A sophisticated malvertising operation dubbed "DeceptionAds" has been discovered delivering over 1 million daily ad impressions through a network of more than 3,000 websites, security researchers revealed this week.
The campaign, uncovered by Guardio Labs, exploits a single ad network service to direct visitors to fraudulent CAPTCHA verification pages. These pages trick users into executing malicious code that deploys information-stealing malware like Lumma.
"This campaign demonstrates the core mechanics of malvertising by funneling massive traffic through content sites to steal user accounts and funds," said Nati Tal, head of Guardio Labs.
The operation leverages Monetag, an advertising platform that offers various ad formats for website monetization. Threat actors register as website owners on Monetag and use BeMob ad-tracking services to mask their malicious activities.
The attack flow begins when website visitors are redirected through a Traffic Distribution System operated by the malvertising network. Users then land on fake CAPTCHA pages hosted across multiple cloud services including Oracle Cloud, Scaleway, and Cloudflare R2.
Security researchers note that the campaign has evolved beyond a single threat actor, with multiple groups now adopting this social engineering technique to distribute remote access trojans and other malware.
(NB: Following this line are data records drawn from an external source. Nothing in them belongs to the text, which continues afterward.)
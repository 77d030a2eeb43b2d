use std::path::PathBuf;

use chrono::Utc;
use tokio::io::AsyncWriteExt;

use crate::application::ports::{FeedbackError, FeedbackSink};

/// Appends timestamped feedback lines to a flat file, creating it on
/// first use. No rotation.
pub struct FileFeedbackLog {
    path: PathBuf,
}

impl FileFeedbackLog {
    pub fn new(path: PathBuf) -> Self {
        Self { path }
    }
}

#[async_trait::async_trait]
impl FeedbackSink for FileFeedbackLog {
    async fn append(&self, text: &str) -> Result<(), FeedbackError> {
        let line = format!("{}: {}\n", Utc::now().to_rfc3339(), text);

        let mut file = tokio::fs::OpenOptions::new()
            .append(true)
            .create(true)
            .open(&self.path)
            .await?;

        file.write_all(line.as_bytes()).await?;
        file.flush().await?;

        tracing::info!(path = %self.path.display(), chars = text.len(), "Feedback recorded");

        Ok(())
    }
}
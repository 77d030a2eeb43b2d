use async_trait::async_trait;
use serde::{Deserialize, Serialize};

use crate::application::ports::{GenerationError, NoteGenerator};
use crate::domain::{Flashcard, QuizItem};

const MAX_QUIZ_ITEMS: usize = 4;
const MAX_FLASHCARDS: usize = 6;

/// Remote generative backend speaking the Gemini `generateContent` wire
/// format. Prompts are fixed templates; replies are plain text, parsed
/// into Q/A pairs where the operation needs them.
pub struct GeminiNoteGenerator {
    client: reqwest::Client,
    api_key: String,
    base_url: String,
    model: String,
    max_output_tokens: u32,
}

impl GeminiNoteGenerator {
    pub fn new(api_key: String, base_url: Option<String>, model: Option<String>) -> Self {
        Self {
            client: reqwest::Client::new(),
            api_key,
            base_url: base_url
                .unwrap_or_else(|| "https://generativelanguage.googleapis.com".to_string()),
            model: model.unwrap_or_else(|| "gemini-2.0-flash".to_string()),
            max_output_tokens: 1024,
        }
    }

    async fn generate(&self, prompt: &str) -> Result<String, GenerationError> {
        let url = format!(
            "{}/v1beta/models/{}:generateContent",
            self.base_url, self.model
        );

        let request = GenerateContentRequest {
            contents: vec![Content {
                parts: vec![Part {
                    text: prompt.to_string(),
                }],
            }],
            generation_config: GenerationConfig {
                max_output_tokens: self.max_output_tokens,
                temperature: 0.0,
            },
        };

        tracing::debug!(model = %self.model, prompt_chars = prompt.len(), "Calling generation API");

        let response = self
            .client
            .post(&url)
            .header("x-goog-api-key", &self.api_key)
            .json(&request)
            .send()
            .await
            .map_err(|e| GenerationError::ApiRequestFailed(format!("request: {}", e)))?;

        if !response.status().is_success() {
            let status = response.status();
            let body = response
                .text()
                .await
                .unwrap_or_else(|_| "unknown error".to_string());
            return Err(GenerationError::ApiRequestFailed(format!(
                "status {}: {}",
                status, body
            )));
        }

        let body: GenerateContentResponse = response
            .json()
            .await
            .map_err(|e| GenerationError::InvalidResponse(format!("body: {}", e)))?;

        let text = body
            .candidates
            .into_iter()
            .next()
            .and_then(|c| c.content.parts.into_iter().next())
            .map(|p| p.text)
            .ok_or_else(|| GenerationError::InvalidResponse("no candidates".to_string()))?;

        Ok(text.trim().to_string())
    }
}

#[async_trait]
impl NoteGenerator for GeminiNoteGenerator {
    async fn summarize(&self, transcript: &str) -> Result<String, GenerationError> {
        let prompt = format!("Summarize the following lecture notes:\n{}", transcript);
        self.generate(&prompt).await
    }

    async fn quiz(&self, notes: &str) -> Result<Vec<QuizItem>, GenerationError> {
        let prompt = format!(
            "Generate a quiz with questions and answers based on these notes.\n\
             Format every pair as two lines, 'Q:' then 'A:'.\n{}",
            notes
        );
        let text = self.generate(&prompt).await?;

        let pairs = parse_qa_pairs(&text, MAX_QUIZ_ITEMS);
        if pairs.is_empty() {
            return Err(GenerationError::InvalidResponse(
                "no Q/A pairs in reply".to_string(),
            ));
        }

        Ok(pairs
            .into_iter()
            .map(|(q, a)| QuizItem::new(q, a))
            .collect())
    }

    async fn flashcards(&self, notes: &str) -> Result<Vec<Flashcard>, GenerationError> {
        let prompt = format!(
            "Generate flashcards with question-answer pairs based on these notes.\n\
             Format every card as two lines, 'Q:' then 'A:'.\n{}",
            notes
        );
        let text = self.generate(&prompt).await?;

        let pairs = parse_qa_pairs(&text, MAX_FLASHCARDS);
        if pairs.is_empty() {
            return Err(GenerationError::InvalidResponse(
                "no Q/A pairs in reply".to_string(),
            ));
        }

        Ok(pairs
            .into_iter()
            .map(|(front, back)| Flashcard::new(front, back))
            .collect())
    }
}

/// Collect consecutive `Q:`/`A:` line pairs, capped at `max_pairs`.
/// A `Q:` without a following `A:` is dropped.
pub fn parse_qa_pairs(text: &str, max_pairs: usize) -> Vec<(String, String)> {
    let mut pairs = Vec::new();
    let mut pending_question: Option<String> = None;

    for line in text.lines() {
        let line = line.trim().trim_start_matches(['-', '*', ' ']);

        if let Some(q) = strip_label(line, "Q") {
            pending_question = Some(q.to_string());
        } else if let Some(a) = strip_label(line, "A") {
            if let Some(question) = pending_question.take() {
                pairs.push((question, a.to_string()));
                if pairs.len() == max_pairs {
                    break;
                }
            }
        }
    }

    pairs
}

fn strip_label<'a>(line: &'a str, label: &str) -> Option<&'a str> {
    let rest = line.strip_prefix(label)?;
    // Accept "Q:", "Q1:", "Q 2:" style labels
    let rest = rest.trim_start_matches(|c: char| c.is_ascii_digit() || c == ' ' || c == '.');
    let rest = rest.strip_prefix(':')?;
    let answer = rest.trim();
    (!answer.is_empty()).then_some(answer)
}

#[derive(Serialize)]
struct GenerateContentRequest {
    contents: Vec<Content>,
    #[serde(rename = "generationConfig")]
    generation_config: GenerationConfig,
}

#[derive(Serialize)]
struct GenerationConfig {
    #[serde(rename = "maxOutputTokens")]
    max_output_tokens: u32,
    temperature: f32,
}

#[derive(Serialize, Deserialize)]
struct Content {
    parts: Vec<Part>,
}

#[derive(Serialize, Deserialize)]
struct Part {
    text: String,
}

#[derive(Deserialize)]
struct GenerateContentResponse {
    #[serde(default)]
    candidates: Vec<Candidate>,
}

#[derive(Deserialize)]
struct Candidate {
    content: Content,
}
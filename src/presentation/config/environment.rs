use std::fmt;
use std::str::FromStr;

/// Application runtime environment.
#[derive(Debug, Clone, Copy, PartialEq, Eq)]
pub enum Environment {
    Local,
    Test,
    Prod,
}

impl Environment {
    pub fn as_str(&self) -> &'static str {
        match self {
            Environment::Local => "Local",
            Environment::Test => "Test",
            Environment::Prod => "Prod",
        }
    }
}

impl FromStr for Environment {
    type Err = String;

    fn from_str(s: &str) -> Result<Self, Self::Err> {
        match s.to_lowercase().as_str() {
            "local" => Ok(Self::Local),
            "test" => Ok(Self::Test),
            "prod" | "production" => Ok(Self::Prod),
            other => Err(format!(
                "Invalid environment: {}. Expected: local, test, or prod",
                other
            )),
        }
    }
}

impl fmt::Display for Environment {
    fn fmt(&self, f: &mut fmt::Formatter<'_>) -> fmt::Result {
        write!(f, "{}", self.as_str())
    }
}
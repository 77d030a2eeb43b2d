use std::sync::Arc;

use crate::application::ports::{
    AudioDecoder, AudioDecoderError, GenerationError, NoteGenerator, RecognitionError,
    SpeechRecognizer,
};
use crate::domain::{Flashcard, Lecture, QuizItem, StudySet, Transcript, TranscriptFailure};

/// Orchestrates the forward-only pipeline:
/// upload bytes -> waveform -> transcript -> notes -> {quiz, flashcards}.
pub struct LectureService<R, G>
where
    R: SpeechRecognizer + ?Sized,
    G: NoteGenerator + ?Sized,
{
    decoder: Arc<dyn AudioDecoder>,
    recognizer: Arc<R>,
    generator: Arc<G>,
    max_recognition_secs: u32,
    min_summary_chars: usize,
}

/// Result of processing one upload. A recognition or generation failure
/// degrades the outcome instead of failing the request, so the study set
/// is always present.
#[derive(Debug)]
pub struct UploadOutcome {
    pub study_set: StudySet,
    pub notes_failure: Option<GenerationError>,
}

impl<R, G> LectureService<R, G>
where
    R: SpeechRecognizer + ?Sized,
    G: NoteGenerator + ?Sized,
{
    pub fn new(
        decoder: Arc<dyn AudioDecoder>,
        recognizer: Arc<R>,
        generator: Arc<G>,
        max_recognition_secs: u32,
        min_summary_chars: usize,
    ) -> Self {
        Self {
            decoder,
            recognizer,
            generator,
            max_recognition_secs,
            min_summary_chars,
        }
    }

    pub async fn process_upload(
        &self,
        data: &[u8],
        lecture: Lecture,
    ) -> Result<UploadOutcome, UploadError> {
        let waveform = self
            .decoder
            .decode(data, lecture.format)?
            .truncated(self.max_recognition_secs);

        tracing::debug!(
            duration_secs = waveform.duration_secs(),
            filename = %lecture.filename,
            "Waveform ready for recognition"
        );

        let transcript = match self.recognizer.recognize(&waveform).await {
            Ok(text) => Transcript::Recognized(text),
            Err(RecognitionError::Unintelligible) => {
                tracing::warn!(lecture_id = %lecture.id.as_uuid(), "Audio unintelligible");
                Transcript::Failed(TranscriptFailure::Unintelligible)
            }
            Err(RecognitionError::ServiceUnavailable(reason)) => {
                tracing::warn!(
                    lecture_id = %lecture.id.as_uuid(),
                    reason = %reason,
                    "Recognition service unavailable"
                );
                Transcript::Failed(TranscriptFailure::ServiceUnavailable)
            }
        };

        let mut study_set = StudySet::new(lecture, transcript);
        let mut notes_failure = None;

        if let Some(text) = study_set.transcript.text() {
            if text.chars().count() > self.min_summary_chars {
                match self.generator.summarize(text).await {
                    Ok(notes) => study_set.set_notes(notes),
                    Err(e) => {
                        tracing::warn!(error = %e, "Note generation failed");
                        notes_failure = Some(e);
                    }
                }
            }
        }

        Ok(UploadOutcome {
            study_set,
            notes_failure,
        })
    }

    pub async fn make_quiz(&self, notes: &str) -> Result<Vec<QuizItem>, GenerationError> {
        self.generator.quiz(notes).await
    }

    pub async fn make_flashcards(&self, notes: &str) -> Result<Vec<Flashcard>, GenerationError> {
        self.generator.flashcards(notes).await
    }

    pub fn min_summary_chars(&self) -> usize {
        self.min_summary_chars
    }
}

#[derive(Debug, thiserror::Error)]
pub enum UploadError {
    #[error("decode: {0}")]
    Decode(#[from] AudioDecoderError),
}
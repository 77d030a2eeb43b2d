use super::{Flashcard, Lecture, QuizItem, Transcript};

/// Everything derived from one uploaded lecture within one session.
///
/// Data flows strictly forward: transcript -> notes -> {quiz, flashcards}.
/// Replacing an upstream value invalidates everything downstream of it.
#[derive(Debug, Clone, PartialEq)]
pub struct StudySet {
    pub lecture: Lecture,
    pub transcript: Transcript,
    pub notes: Option<String>,
    pub quiz: Option<Vec<QuizItem>>,
    pub flashcards: Option<Vec<Flashcard>>,
}

impl StudySet {
    pub fn new(lecture: Lecture, transcript: Transcript) -> Self {
        Self {
            lecture,
            transcript,
            notes: None,
            quiz: None,
            flashcards: None,
        }
    }

    /// New notes invalidate the quiz and flashcards derived from the old ones.
    pub fn set_notes(&mut self, notes: String) {
        self.notes = Some(notes);
        self.quiz = None;
        self.flashcards = None;
    }

    pub fn set_quiz(&mut self, quiz: Vec<QuizItem>) {
        self.quiz = Some(quiz);
    }

    pub fn set_flashcards(&mut self, flashcards: Vec<Flashcard>) {
        self.flashcards = Some(flashcards);
    }
}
Following disclosure to affected parties, Monetag removed over 200 accounts connected to the operation, while BeMob took down accounts used for cloaking. However, researchers observed the campaign resurging as of December 5, 2024.
The investigation highlights major gaps in content moderation and account validation across advertising networks. "This campaign reveals how legitimate ad infrastructure can be weaponized, creating a complex chain where multiple service providers inadvertently enable malicious activities while avoiding direct accountability," Tal explained.
Industry experts recommend strengthened verification processes and improved oversight of ad network participants to prevent similar abuse of advertising platforms for malware distribution.